Search the entries for the word "HttpReloadBackend" and pull out each line that has it.
====== Exercise materials
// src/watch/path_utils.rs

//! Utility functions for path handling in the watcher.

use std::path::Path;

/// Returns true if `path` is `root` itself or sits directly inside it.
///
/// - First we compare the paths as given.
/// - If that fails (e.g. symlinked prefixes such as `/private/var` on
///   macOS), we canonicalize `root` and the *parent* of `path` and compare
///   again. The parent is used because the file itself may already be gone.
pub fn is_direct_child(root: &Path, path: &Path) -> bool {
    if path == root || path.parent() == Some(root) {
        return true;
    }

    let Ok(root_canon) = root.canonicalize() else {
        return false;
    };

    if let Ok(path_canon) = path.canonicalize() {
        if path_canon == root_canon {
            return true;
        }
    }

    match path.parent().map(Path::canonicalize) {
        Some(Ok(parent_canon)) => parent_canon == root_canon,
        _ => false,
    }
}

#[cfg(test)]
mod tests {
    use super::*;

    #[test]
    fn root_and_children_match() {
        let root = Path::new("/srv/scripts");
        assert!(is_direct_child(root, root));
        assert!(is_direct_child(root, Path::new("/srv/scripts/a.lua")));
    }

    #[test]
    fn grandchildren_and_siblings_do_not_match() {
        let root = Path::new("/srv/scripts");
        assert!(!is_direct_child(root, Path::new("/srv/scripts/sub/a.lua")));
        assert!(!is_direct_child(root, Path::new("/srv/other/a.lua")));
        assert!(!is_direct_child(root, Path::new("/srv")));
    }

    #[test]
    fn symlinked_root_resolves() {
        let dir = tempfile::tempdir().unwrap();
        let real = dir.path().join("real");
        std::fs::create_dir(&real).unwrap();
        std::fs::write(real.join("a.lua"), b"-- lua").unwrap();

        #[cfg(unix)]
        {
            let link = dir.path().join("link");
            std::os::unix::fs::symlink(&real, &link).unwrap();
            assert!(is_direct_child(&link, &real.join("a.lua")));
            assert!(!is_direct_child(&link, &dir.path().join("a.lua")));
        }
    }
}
============
====== Exercise materials
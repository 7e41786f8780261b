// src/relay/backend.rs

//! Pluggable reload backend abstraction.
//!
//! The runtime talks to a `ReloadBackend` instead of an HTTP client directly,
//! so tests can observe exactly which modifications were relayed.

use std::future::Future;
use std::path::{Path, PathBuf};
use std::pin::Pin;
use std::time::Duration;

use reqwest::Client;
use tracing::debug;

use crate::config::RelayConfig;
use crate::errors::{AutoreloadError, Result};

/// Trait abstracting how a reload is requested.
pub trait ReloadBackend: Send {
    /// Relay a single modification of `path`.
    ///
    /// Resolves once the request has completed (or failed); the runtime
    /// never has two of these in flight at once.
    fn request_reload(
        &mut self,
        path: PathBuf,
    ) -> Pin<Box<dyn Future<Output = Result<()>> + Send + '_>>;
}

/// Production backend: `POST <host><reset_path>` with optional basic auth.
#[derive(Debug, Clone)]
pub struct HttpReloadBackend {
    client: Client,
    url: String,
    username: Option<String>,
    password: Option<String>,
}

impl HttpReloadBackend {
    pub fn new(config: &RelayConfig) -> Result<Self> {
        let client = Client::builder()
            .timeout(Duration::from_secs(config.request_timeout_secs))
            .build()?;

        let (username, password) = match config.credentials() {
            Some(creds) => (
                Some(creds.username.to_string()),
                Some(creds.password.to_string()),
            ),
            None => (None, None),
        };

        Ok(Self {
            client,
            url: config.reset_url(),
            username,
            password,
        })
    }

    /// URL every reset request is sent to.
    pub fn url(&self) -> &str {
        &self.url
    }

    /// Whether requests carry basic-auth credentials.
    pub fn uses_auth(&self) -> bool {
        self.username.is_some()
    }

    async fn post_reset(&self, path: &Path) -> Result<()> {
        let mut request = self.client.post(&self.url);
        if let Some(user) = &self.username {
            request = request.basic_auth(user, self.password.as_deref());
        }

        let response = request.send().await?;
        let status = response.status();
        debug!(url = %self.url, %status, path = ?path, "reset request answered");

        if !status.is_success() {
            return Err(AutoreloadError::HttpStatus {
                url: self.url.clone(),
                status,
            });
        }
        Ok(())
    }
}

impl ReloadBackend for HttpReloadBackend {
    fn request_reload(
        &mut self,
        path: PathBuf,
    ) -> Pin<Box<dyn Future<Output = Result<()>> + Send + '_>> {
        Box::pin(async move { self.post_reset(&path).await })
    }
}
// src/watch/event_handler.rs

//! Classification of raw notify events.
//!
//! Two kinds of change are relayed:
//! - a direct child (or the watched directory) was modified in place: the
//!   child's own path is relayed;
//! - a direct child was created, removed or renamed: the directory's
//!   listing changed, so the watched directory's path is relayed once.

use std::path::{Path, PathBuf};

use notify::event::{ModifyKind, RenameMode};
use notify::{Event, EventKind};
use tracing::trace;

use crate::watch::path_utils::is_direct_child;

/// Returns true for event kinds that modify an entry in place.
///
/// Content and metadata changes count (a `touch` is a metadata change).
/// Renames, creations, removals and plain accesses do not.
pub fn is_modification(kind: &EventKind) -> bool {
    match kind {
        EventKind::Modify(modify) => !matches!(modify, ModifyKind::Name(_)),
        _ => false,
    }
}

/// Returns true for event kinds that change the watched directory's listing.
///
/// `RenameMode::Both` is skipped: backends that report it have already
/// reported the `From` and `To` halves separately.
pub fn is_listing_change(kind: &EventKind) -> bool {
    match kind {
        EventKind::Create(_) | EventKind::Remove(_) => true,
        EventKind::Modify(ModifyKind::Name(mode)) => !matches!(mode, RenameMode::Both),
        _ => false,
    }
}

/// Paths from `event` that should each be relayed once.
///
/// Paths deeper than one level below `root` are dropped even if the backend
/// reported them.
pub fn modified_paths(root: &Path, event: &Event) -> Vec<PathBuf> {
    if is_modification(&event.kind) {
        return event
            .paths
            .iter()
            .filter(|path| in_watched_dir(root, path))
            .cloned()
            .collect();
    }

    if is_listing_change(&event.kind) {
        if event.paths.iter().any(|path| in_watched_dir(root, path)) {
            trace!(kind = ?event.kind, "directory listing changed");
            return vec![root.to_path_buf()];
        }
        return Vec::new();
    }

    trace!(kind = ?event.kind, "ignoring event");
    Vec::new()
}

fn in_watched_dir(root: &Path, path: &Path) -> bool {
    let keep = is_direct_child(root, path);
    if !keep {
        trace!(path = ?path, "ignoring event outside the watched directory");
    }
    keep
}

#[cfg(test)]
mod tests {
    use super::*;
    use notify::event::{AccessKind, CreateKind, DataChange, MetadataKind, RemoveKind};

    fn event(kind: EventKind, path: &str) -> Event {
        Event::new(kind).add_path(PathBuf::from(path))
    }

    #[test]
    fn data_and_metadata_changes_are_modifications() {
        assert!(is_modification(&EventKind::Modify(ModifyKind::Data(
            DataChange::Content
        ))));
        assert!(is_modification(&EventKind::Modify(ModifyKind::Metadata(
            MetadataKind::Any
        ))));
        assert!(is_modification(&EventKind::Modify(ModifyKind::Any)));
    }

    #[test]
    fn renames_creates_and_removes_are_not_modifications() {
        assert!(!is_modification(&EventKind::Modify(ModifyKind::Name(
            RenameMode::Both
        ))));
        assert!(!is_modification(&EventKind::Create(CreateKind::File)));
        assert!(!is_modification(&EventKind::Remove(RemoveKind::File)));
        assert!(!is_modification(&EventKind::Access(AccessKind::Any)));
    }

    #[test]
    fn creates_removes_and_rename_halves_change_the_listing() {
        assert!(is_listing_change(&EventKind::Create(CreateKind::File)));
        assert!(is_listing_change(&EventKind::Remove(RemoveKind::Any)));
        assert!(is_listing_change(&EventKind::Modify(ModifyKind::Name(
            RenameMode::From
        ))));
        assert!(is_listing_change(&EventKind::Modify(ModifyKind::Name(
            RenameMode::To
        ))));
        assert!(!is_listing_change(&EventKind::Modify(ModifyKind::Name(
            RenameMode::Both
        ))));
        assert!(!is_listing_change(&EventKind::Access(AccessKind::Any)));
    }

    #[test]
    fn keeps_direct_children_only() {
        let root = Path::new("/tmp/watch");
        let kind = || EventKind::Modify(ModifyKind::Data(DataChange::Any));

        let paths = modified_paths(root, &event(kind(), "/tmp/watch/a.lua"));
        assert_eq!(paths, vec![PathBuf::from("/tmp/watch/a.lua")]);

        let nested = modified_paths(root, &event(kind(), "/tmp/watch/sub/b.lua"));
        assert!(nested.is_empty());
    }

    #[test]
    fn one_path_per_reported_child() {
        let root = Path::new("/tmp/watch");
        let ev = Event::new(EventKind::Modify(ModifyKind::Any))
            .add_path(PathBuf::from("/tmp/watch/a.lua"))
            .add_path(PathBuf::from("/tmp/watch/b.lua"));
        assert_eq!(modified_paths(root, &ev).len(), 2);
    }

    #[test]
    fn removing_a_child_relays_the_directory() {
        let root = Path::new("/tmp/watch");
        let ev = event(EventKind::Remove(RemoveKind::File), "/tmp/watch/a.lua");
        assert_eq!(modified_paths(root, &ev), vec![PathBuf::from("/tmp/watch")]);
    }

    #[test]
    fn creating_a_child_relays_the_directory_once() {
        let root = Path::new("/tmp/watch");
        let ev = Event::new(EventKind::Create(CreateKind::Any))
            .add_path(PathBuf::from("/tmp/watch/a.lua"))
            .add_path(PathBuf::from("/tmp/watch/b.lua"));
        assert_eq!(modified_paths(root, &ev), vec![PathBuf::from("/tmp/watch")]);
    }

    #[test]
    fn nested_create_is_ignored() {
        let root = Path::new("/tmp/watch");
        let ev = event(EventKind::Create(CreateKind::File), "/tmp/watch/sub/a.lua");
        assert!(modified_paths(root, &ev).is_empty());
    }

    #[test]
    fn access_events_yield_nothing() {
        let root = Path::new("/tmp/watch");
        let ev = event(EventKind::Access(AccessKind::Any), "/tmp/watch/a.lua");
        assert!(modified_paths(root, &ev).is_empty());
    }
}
============
Written response →
pub struct HttpReloadBackend {
impl HttpReloadBackend {
impl ReloadBackend for HttpReloadBackend {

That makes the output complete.